> **Problem to solve**:
Nothing may be dropped or altered: reproduce all the data.

Data excerpts:
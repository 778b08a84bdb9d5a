//! Watch command - poll loop with live output.

use std::io::{Write, stdout};
use std::sync::Arc;
use std::time::Duration;

use anyhow::Result;
use chrono::Utc;
use clap::Args;
use tokeneater_store::MIN_POLL_INTERVAL_SECS;
use tokeneater_sync::{PollerConfig, SyncEngine, spawn_poller};
use tracing::info;

use super::open_engine;
use crate::output::{JsonFormatter, TextFormatter};
use crate::{Cli, OutputFormat};

/// Arguments for watch command.
#[derive(Args)]
pub struct WatchArgs {
    /// Refresh interval in seconds. Defaults to the configured interval.
    #[arg(long, short)]
    pub interval: Option<u64>,
}

/// Runs the watch command until Ctrl-C.
pub async fn run(args: &WatchArgs, cli: &Cli) -> Result<()> {
    let engine = Arc::new(open_engine().await?);
    let config = PollerConfig {
        interval: args
            .interval
            .map(|secs| Duration::from_secs(secs.max(MIN_POLL_INTERVAL_SECS))),
        ..PollerConfig::default()
    };

    let mut changes = engine.subscribe();
    let handle = spawn_poller(Arc::clone(&engine), config);
    info!("Starting watch mode");

    loop {
        tokio::select! {
            result = tokio::signal::ctrl_c() => {
                result?;
                break;
            }
            changed = changes.changed() => {
                if changed.is_err() {
                    break;
                }
                render(&engine, cli).await?;
            }
        }
    }

    info!("Stopping watch mode");
    handle.shutdown().await;
    Ok(())
}

async fn render(engine: &SyncEngine, cli: &Cli) -> Result<()> {
    let now = Utc::now();
    let thresholds = engine.settings().thresholds().await;
    let error = engine.error_state();

    let Some(cached) = engine.cached(now).await else {
        if let Some(message) = error.message() {
            eprintln!("{message}");
        }
        return Ok(());
    };

    match cli.format {
        OutputFormat::Json => {
            // One document per line so the stream can be piped.
            let formatter = JsonFormatter::new(false);
            println!(
                "{}",
                formatter.format_sync(&cached.state, cached.pacing.as_ref(), thresholds, &error)?
            );
        }
        OutputFormat::Text => {
            let formatter = TextFormatter::new(!cli.no_color);

            print!("\x1b[2J\x1b[H");
            stdout().flush()?;

            println!(
                "TokenEater Watch Mode - {}",
                now.with_timezone(&chrono::Local).format("%H:%M:%S")
            );
            println!("{}", "─".repeat(50));
            println!();
            println!(
                "{}",
                formatter.format_usage(&cached.state.snapshot, cached.pacing.as_ref(), thresholds, now)
            );
            if let Some(message) = formatter.format_error_state(&error) {
                println!();
                println!("{message}");
            }
            println!();
            println!("Press Ctrl+C to exit");
        }
    }

    Ok(())
}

> **Written reply**:
repository 778b08a84bdb9d5a
//! Watch command - poll loop with live output.

use std::io::{Write, stdout};
use std::sync::Arc;
use std::time::Duration;

use anyhow::Result;
use chrono::Utc;
use clap::Args;
use tokeneater_store::MIN_POLL_INTERVAL_SECS;
use tokeneater_sync::{PollerConfig, SyncEngine, spawn_poller};
use tracing::info;

use super::open_engine;
use crate::output::{JsonFormatter, TextFormatter};
use crate::{Cli, OutputFormat};

/// Arguments for watch command.
#[derive(Args)]
pub struct WatchArgs {
    /// Refresh interval in seconds. Defaults to the configured interval.
    #[arg(long, short)]
    pub interval: Option<u64>,
}

/// Runs the watch command until Ctrl-C.
pub async fn run(args: &WatchArgs, cli: &Cli) -> Result<()> {
    let engine = Arc::new(open_engine().await?);
    let config = PollerConfig {
        interval: args
            .interval
            .map(|secs| Duration::from_secs(secs.max(MIN_POLL_INTERVAL_SECS))),
        ..PollerConfig::default()
    };

    let mut changes = engine.subscribe();
    let handle = spawn_poller(Arc::clone(&engine), config);
    info!("Starting watch mode");

    loop {
        tokio::select! {
            result = tokio::signal::ctrl_c() => {
                result?;
                break;
            }
            changed = changes.changed() => {
                if changed.is_err() {
                    break;
                }
                render(&engine, cli).await?;
            }
        }
    }

    info!("Stopping watch mode");
    handle.shutdown().await;
    Ok(())
}

async fn render(engine: &SyncEngine, cli: &Cli) -> Result<()> {
    let now = Utc::now();
    let thresholds = engine.settings().thresholds().await;
    let error = engine.error_state();

    let Some(cached) = engine.cached(now).await else {
        if let Some(message) = error.message() {
            eprintln!("{message}");
        }
        return Ok(());
    };

    match cli.format {
        OutputFormat::Json => {
            // One document per line so the stream can be piped.
            let formatter = JsonFormatter::new(false);
            println!(
                "{}",
                formatter.format_sync(&cached.state, cached.pacing.as_ref(), thresholds, &error)?
            );
        }
        OutputFormat::Text => {
            let formatter = TextFormatter::new(!cli.no_color);

            print!("\x1b[2J\x1b[H");
            stdout().flush()?;

            println!(
                "TokenEater Watch Mode - {}",
                now.with_timezone(&chrono::Local).format("%H:%M:%S")
            );
            println!("{}", "─".repeat(50));
            println!();
            println!(
                "{}",
                formatter.format_usage(&cached.state.snapshot, cached.pacing.as_ref(), thresholds, now)
            );
            if let Some(message) = formatter.format_error_state(&error) {
                println!();
                println!("{message}");
            }
            println!();
            println!("Press Ctrl+C to exit");
        }
    }

    Ok(())
}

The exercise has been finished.